At the risk of offending you further, you might like to consider your view that the concentration of C02 (380 pp million or 0.38%) is too low to have any effect.

The earth is continually receiving heat and radiating it back. The amounts are almost equal.

The effect of the extra CO2 is to reduce the amount of heat radiated out and so the earth will gradually heat up.


Each day, a tiny fraction of the heat received by the earth will not be radiated back. This will be of the order of the increase in CO2 (100 pp million or 0.1%).

The effect over one day will be imperceptible, but over 100 years (36,500 days) it will not.

These are only approximations, but it is easy to see that the small fraction of retained heat will become meaningful over that timescale.

Pogo said...

"James C".

380ppm is not 0.38%, it is 0.038%. All your ensuing speculation is therefore out by a factor of 10.

Stick to "economics".

Anonymous said...

Well spotted pogo.

I don't think that it changes my point, which is that the cumulative effect over 100 years would be material.

Have a nice day.

Pogo said...

Sorry James... Firstly, you appear to have neglected the fact that the effect of increasing CO2 is a logarithmic not arithmetical function (ie as an approximation, doubling to 760ppm will give a temperature increase of about 1C, the next "doubling" to 1520ppm will give an increase of 0.5C etc..)and secondly have not taken into account that the system always reaches a state of equilibrium - albeit at a slightly different temperature, be that warmer or colder. It's not just a simple addative process.

Anonymous said...

Pogo,

Yes-I agree-what I was trying to illustrate in a simple way was that the cumulative effect from a 'small increase' in C02 would be meaningful over a hundred years.

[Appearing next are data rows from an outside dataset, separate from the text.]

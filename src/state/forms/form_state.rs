//! Form state management and per-flow form structs

use super::field::FormField;
use super::validation::Constraint;
use crate::auth::{Credentials, RegistrationRequest, ResetRequest};

/// Error attached to the confirmation field when passwords differ
const MISMATCH_MESSAGE: &str = "Passwords do not match.";

/// Trait for common form operations
///
/// Every form exposes its input fields followed by a trailing buttons row
/// at index `field_count() - 1`.
pub trait Form {
    fn field_count(&self) -> usize;
    fn active_field(&self) -> usize;
    fn set_active_field(&mut self, index: usize);
    fn next_field(&mut self) {
        let count = self.field_count();
        let current = self.active_field();
        self.set_active_field((current + 1) % count);
    }
    fn prev_field(&mut self) {
        let count = self.field_count();
        let current = self.active_field();
        if current == 0 {
            self.set_active_field(count - 1);
        } else {
            self.set_active_field(current - 1);
        }
    }
    fn get_active_field_mut(&mut self) -> Option<&mut FormField>;
    fn get_field(&self, index: usize) -> Option<&FormField>;
    /// Labels for the trailing buttons row
    fn buttons(&self) -> &'static [&'static str];
    fn selected_button(&self) -> usize;
    fn set_selected_button(&mut self, index: usize);
    fn is_buttons_row_active(&self) -> bool {
        self.active_field() == self.field_count() - 1
    }
    fn next_button(&mut self) {
        let count = self.buttons().len();
        self.set_selected_button((self.selected_button() + 1) % count);
    }
    fn prev_button(&mut self) {
        let count = self.buttons().len();
        let current = self.selected_button();
        self.set_selected_button(if current == 0 { count - 1 } else { current - 1 });
    }
    /// Run all field rules (and any cross-field rules), attaching error
    /// messages to the offending fields. Returns true when submission
    /// may proceed.
    fn validate(&mut self) -> bool;
}

/// Enum representing all possible form states
#[derive(Debug, Clone, Default)]
pub enum FormState {
    #[default]
    None,
    Login(LoginForm),
    Registration(RegistrationForm),
    ForgotPassword(ForgotPasswordForm),
    ResetPassword(ResetPasswordForm),
}

impl FormState {
    fn as_form_mut(&mut self) -> Option<&mut dyn Form> {
        match self {
            FormState::None => None,
            FormState::Login(f) => Some(f),
            FormState::Registration(f) => Some(f),
            FormState::ForgotPassword(f) => Some(f),
            FormState::ResetPassword(f) => Some(f),
        }
    }

    pub fn as_form(&self) -> Option<&dyn Form> {
        match self {
            FormState::None => None,
            FormState::Login(f) => Some(f),
            FormState::Registration(f) => Some(f),
            FormState::ForgotPassword(f) => Some(f),
            FormState::ResetPassword(f) => Some(f),
        }
    }

    pub fn next_field(&mut self) {
        if let Some(form) = self.as_form_mut() {
            form.next_field();
        }
    }

    pub fn prev_field(&mut self) {
        if let Some(form) = self.as_form_mut() {
            form.prev_field();
        }
    }

    pub fn next_button(&mut self) {
        if let Some(form) = self.as_form_mut() {
            form.next_button();
        }
    }

    pub fn prev_button(&mut self) {
        if let Some(form) = self.as_form_mut() {
            form.prev_button();
        }
    }

    pub fn get_active_field_mut(&mut self) -> Option<&mut FormField> {
        self.as_form_mut().and_then(|f| f.get_active_field_mut())
    }

    pub fn is_buttons_row_active(&self) -> bool {
        self.as_form().is_some_and(|f| f.is_buttons_row_active())
    }
}

// Login form: email, password, remember-me, buttons row
#[derive(Debug, Clone)]
pub struct LoginForm {
    pub email: FormField,
    pub password: FormField,
    pub remember_me: FormField,
    pub active_field_index: usize,
    /// Which button is selected on the buttons row (0=Log In, 1=Google, 2=GitHub)
    pub selected_button: usize,
}

impl LoginForm {
    pub fn new() -> Self {
        Self::with_email(String::new())
    }

    /// Prefill the email field (remembered from a previous session)
    pub fn with_email(email: String) -> Self {
        Self {
            email: FormField::text_with_value(
                "email",
                "Email Address",
                "you@example.com",
                email,
                vec![Constraint::Email],
            ),
            password: FormField::secret("password", "Password", vec![Constraint::MinLength(6)]),
            remember_me: FormField::flag("remember_me", "Remember me"),
            active_field_index: 0,
            selected_button: 0,
        }
    }

    /// Validated field values for the submission step
    pub fn credentials(&self) -> Credentials {
        Credentials {
            email: self.email.as_text().to_string(),
            password: self.password.as_text().to_string(),
            remember_me: self.remember_me.as_flag(),
        }
    }
}

impl Default for LoginForm {
    fn default() -> Self {
        Self::new()
    }
}

impl Form for LoginForm {
    fn field_count(&self) -> usize {
        4 // email, password, remember_me, buttons
    }
    fn active_field(&self) -> usize {
        self.active_field_index
    }
    fn set_active_field(&mut self, index: usize) {
        self.active_field_index = index.min(3);
    }
    fn get_active_field_mut(&mut self) -> Option<&mut FormField> {
        match self.active_field_index {
            0 => Some(&mut self.email),
            1 => Some(&mut self.password),
            2 => Some(&mut self.remember_me),
            _ => None,
        }
    }
    fn get_field(&self, index: usize) -> Option<&FormField> {
        match index {
            0 => Some(&self.email),
            1 => Some(&self.password),
            2 => Some(&self.remember_me),
            _ => None,
        }
    }
    fn buttons(&self) -> &'static [&'static str] {
        &["Log In", "Google", "GitHub"]
    }
    fn selected_button(&self) -> usize {
        self.selected_button
    }
    fn set_selected_button(&mut self, index: usize) {
        self.selected_button = index.min(2);
    }
    fn validate(&mut self) -> bool {
        let email_ok = self.email.validate();
        let password_ok = self.password.validate();
        email_ok && password_ok
    }
}

// Registration form: full name, email, password, confirmation, buttons row
#[derive(Debug, Clone)]
pub struct RegistrationForm {
    pub full_name: FormField,
    pub email: FormField,
    pub password: FormField,
    pub confirm_password: FormField,
    pub active_field_index: usize,
    /// 0=Create Account, 1=Google, 2=GitHub
    pub selected_button: usize,
}

impl RegistrationForm {
    pub fn new() -> Self {
        Self {
            full_name: FormField::text(
                "full_name",
                "Full name",
                "John Doe",
                vec![Constraint::MinLength(2)],
            ),
            email: FormField::text(
                "email",
                "Email Address",
                "you@example.com",
                vec![Constraint::Email],
            ),
            password: FormField::secret("password", "Password", vec![Constraint::MinLength(8)]),
            confirm_password: FormField::secret("confirm_password", "Confirm Password", vec![]),
            active_field_index: 0,
            selected_button: 0,
        }
    }

    /// Validated field values for the submission step
    pub fn request(&self) -> RegistrationRequest {
        RegistrationRequest {
            full_name: self.full_name.as_text().to_string(),
            email: self.email.as_text().to_string(),
            password: self.password.as_text().to_string(),
        }
    }
}

impl Default for RegistrationForm {
    fn default() -> Self {
        Self::new()
    }
}

impl Form for RegistrationForm {
    fn field_count(&self) -> usize {
        5
    }
    fn active_field(&self) -> usize {
        self.active_field_index
    }
    fn set_active_field(&mut self, index: usize) {
        self.active_field_index = index.min(4);
    }
    fn get_active_field_mut(&mut self) -> Option<&mut FormField> {
        match self.active_field_index {
            0 => Some(&mut self.full_name),
            1 => Some(&mut self.email),
            2 => Some(&mut self.password),
            3 => Some(&mut self.confirm_password),
            _ => None,
        }
    }
    fn get_field(&self, index: usize) -> Option<&FormField> {
        match index {
            0 => Some(&self.full_name),
            1 => Some(&self.email),
            2 => Some(&self.password),
            3 => Some(&self.confirm_password),
            _ => None,
        }
    }
    fn buttons(&self) -> &'static [&'static str] {
        &["Create Account", "Google", "GitHub"]
    }
    fn selected_button(&self) -> usize {
        self.selected_button
    }
    fn set_selected_button(&mut self, index: usize) {
        self.selected_button = index.min(2);
    }
    fn validate(&mut self) -> bool {
        let name_ok = self.full_name.validate();
        let email_ok = self.email.validate();
        let password_ok = self.password.validate();
        let mut confirm_ok = self.confirm_password.validate();
        // Equality is only checked once the password itself is acceptable;
        // the error lands on the confirmation field.
        if password_ok && confirm_ok && self.password.as_text() != self.confirm_password.as_text() {
            self.confirm_password.error = Some(MISMATCH_MESSAGE.to_string());
            confirm_ok = false;
        }
        name_ok && email_ok && password_ok && confirm_ok
    }
}

// Forgot-password form: email, buttons row
#[derive(Debug, Clone)]
pub struct ForgotPasswordForm {
    pub email: FormField,
    pub active_field_index: usize,
    pub selected_button: usize,
}

impl ForgotPasswordForm {
    pub fn new() -> Self {
        Self {
            email: FormField::text(
                "email",
                "Email Address",
                "you@example.com",
                vec![Constraint::Email],
            ),
            active_field_index: 0,
            selected_button: 0,
        }
    }

    pub fn email(&self) -> &str {
        self.email.as_text()
    }
}

impl Default for ForgotPasswordForm {
    fn default() -> Self {
        Self::new()
    }
}

impl Form for ForgotPasswordForm {
    fn field_count(&self) -> usize {
        2
    }
    fn active_field(&self) -> usize {
        self.active_field_index
    }
    fn set_active_field(&mut self, index: usize) {
        self.active_field_index = index.min(1);
    }
    fn get_active_field_mut(&mut self) -> Option<&mut FormField> {
        match self.active_field_index {
            0 => Some(&mut self.email),
            _ => None,
        }
    }
    fn get_field(&self, index: usize) -> Option<&FormField> {
        match index {
            0 => Some(&self.email),
            _ => None,
        }
    }
    fn buttons(&self) -> &'static [&'static str] {
        &["Send Reset Link"]
    }
    fn selected_button(&self) -> usize {
        self.selected_button
    }
    fn set_selected_button(&mut self, index: usize) {
        self.selected_button = index.min(0);
    }
    fn validate(&mut self) -> bool {
        self.email.validate()
    }
}

// Reset-password form: new password, confirmation, buttons row.
// Carries the token extracted from the route; without it the submit
// button stays disabled for the lifetime of the view.
#[derive(Debug, Clone)]
pub struct ResetPasswordForm {
    pub new_password: FormField,
    pub confirm_password: FormField,
    pub token: Option<String>,
    pub active_field_index: usize,
    pub selected_button: usize,
}

impl ResetPasswordForm {
    pub fn new(token: Option<String>) -> Self {
        Self {
            new_password: FormField::secret(
                "new_password",
                "New Password",
                vec![Constraint::MinLength(8)],
            ),
            confirm_password: FormField::secret(
                "confirm_password",
                "Confirm New Password",
                vec![],
            ),
            token,
            active_field_index: 0,
            selected_button: 0,
        }
    }

    pub fn has_token(&self) -> bool {
        self.token.is_some()
    }

    /// Validated field values for the submission step
    pub fn request(&self) -> ResetRequest {
        ResetRequest {
            token: self.token.clone(),
            new_password: self.new_password.as_text().to_string(),
        }
    }
}

impl Form for ResetPasswordForm {
    fn field_count(&self) -> usize {
        3
    }
    fn active_field(&self) -> usize {
        self.active_field_index
    }
    fn set_active_field(&mut self, index: usize) {
        self.active_field_index = index.min(2);
    }
    fn get_active_field_mut(&mut self) -> Option<&mut FormField> {
        match self.active_field_index {
            0 => Some(&mut self.new_password),
            1 => Some(&mut self.confirm_password),
            _ => None,
        }
    }
    fn get_field(&self, index: usize) -> Option<&FormField> {
        match index {
            0 => Some(&self.new_password),
            1 => Some(&self.confirm_password),
            _ => None,
        }
    }
    fn buttons(&self) -> &'static [&'static str] {
        &["Reset Password"]
    }
    fn selected_button(&self) -> usize {
        self.selected_button
    }
    fn set_selected_button(&mut self, index: usize) {
        self.selected_button = index.min(0);
    }
    fn validate(&mut self) -> bool {
        let password_ok = self.new_password.validate();
        let mut confirm_ok = self.confirm_password.validate();
        if password_ok
            && confirm_ok
            && self.new_password.as_text() != self.confirm_password.as_text()
        {
            self.confirm_password.error = Some(MISMATCH_MESSAGE.to_string());
            confirm_ok = false;
        }
        password_ok && confirm_ok
    }
}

(The post I was alluding too assumed that the amount of CO2 was too small to have any effect).

Pogo said...

James, I know what you're trying to illustrate, but the simple fact is that you're wrong if you are referring to a steady level of 380ppm causing a continuing increase in warming. The effect is not "cumulative" in the classically-understood meaning. If the CO2 level remains constant, so does the energy balance, so in 100 years time, if the CO2 level remains at 380ppm the temperature will be the same as today (excluding other forcings).

An increase in CO2 will cause the planet to warm a certain, reducingly-small, amount until equilibrium between energy-in and energy-out is reached, at which point the temperature remains, all other things being equal (which of course they're not), stable. So, if the CO2 level remains static, so does the temperature, it doesn't continue to warm.

TheFatBigot said...

Mr James, thank you for your comment at 20.43 on the 22nd. I agree that sacking lots of civil servants will reduce aggregate demand. But that is only one side of the equation.

If they are doing jobs that add nothing (an issue on which opinions will differ quite legitimately) then the positions they hold are a net drain on the economy. Your argument is that sacking them will do more harm than good in the short term.

That may very well be so, but maybe it would be better to take a heavier blow now by culling the unaffordable. The alternative is to keep them in place to act as a drag on recovery once we hit the bottom.

Either they will then be a slow drag on recovery by being dead weight cost, or they will be a more acute drag by being culled then and reducing aggregate demand just as the economy is trying to crawl upwards.

I don't know what the best answer is but I can see an argument for getting all the pain out of the way quickly. After all if you are to break a leg and an ankle the total damage is the same, but the total pain is less if you break them both together rather than suffer separate injuries.